DIRECTIONS FOR THIS TASK —
Return every line of the entries that includes the word "Debug".

DATA RECORDS —
# # # # # # #

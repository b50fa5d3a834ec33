//! Error bodies and caller identity for the HTTP surface.

use axum::{
    extract::FromRequestParts,
    http::{request::Parts, StatusCode},
    response::Json,
};
use serde::{Deserialize, Serialize};

/// Header set by the upstream auth gateway.
pub const USER_ID_HEADER: &str = "x-user-id";

/// Error response structure.
#[derive(Debug, Clone, PartialEq, Eq, Serialize, Deserialize)]
pub struct ErrorResponse {
    pub error: String,
    pub code: String,
}

/// Rejection returned by handlers before a stream opens.
pub type ApiError = (StatusCode, Json<ErrorResponse>);

/// Build an error response with a machine-readable code.
pub fn api_error(status: StatusCode, code: &str, error: impl Into<String>) -> ApiError {
    (
        status,
        Json(ErrorResponse {
            error: error.into(),
            code: code.to_string(),
        }),
    )
}

/// The document is missing or owned by someone else.
pub fn not_found() -> ApiError {
    api_error(StatusCode::NOT_FOUND, "NOT_FOUND", "Document not found")
}

/// Log an unexpected failure and hide its detail from the caller.
pub fn internal(err: impl std::fmt::Display) -> ApiError {
    tracing::error!(error = %err, "request failed");
    api_error(StatusCode::INTERNAL_SERVER_ERROR, "INTERNAL_ERROR", "Internal server error")
}

/// Authenticated caller, taken from [`USER_ID_HEADER`].
#[derive(Debug, Clone, PartialEq, Eq)]
pub struct UserId(pub String);

impl<S: Send + Sync> FromRequestParts<S> for UserId {
    type Rejection = ApiError;

    async fn from_request_parts(parts: &mut Parts, _state: &S) -> Result<Self, Self::Rejection> {
        parts
            .headers
            .get(USER_ID_HEADER)
            .and_then(|v| v.to_str().ok())
            .map(str::trim)
            .filter(|v| !v.is_empty())
            .map(|v| UserId(v.to_string()))
            .ok_or_else(|| api_error(StatusCode::UNAUTHORIZED, "UNAUTHENTICATED", "Authentication required"))
    }
}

# # # # # # #

COMPLETED TASK —
#[derive(Debug, Clone, PartialEq, Eq, Serialize, Deserialize)]
#[derive(Debug, Clone, PartialEq, Eq)]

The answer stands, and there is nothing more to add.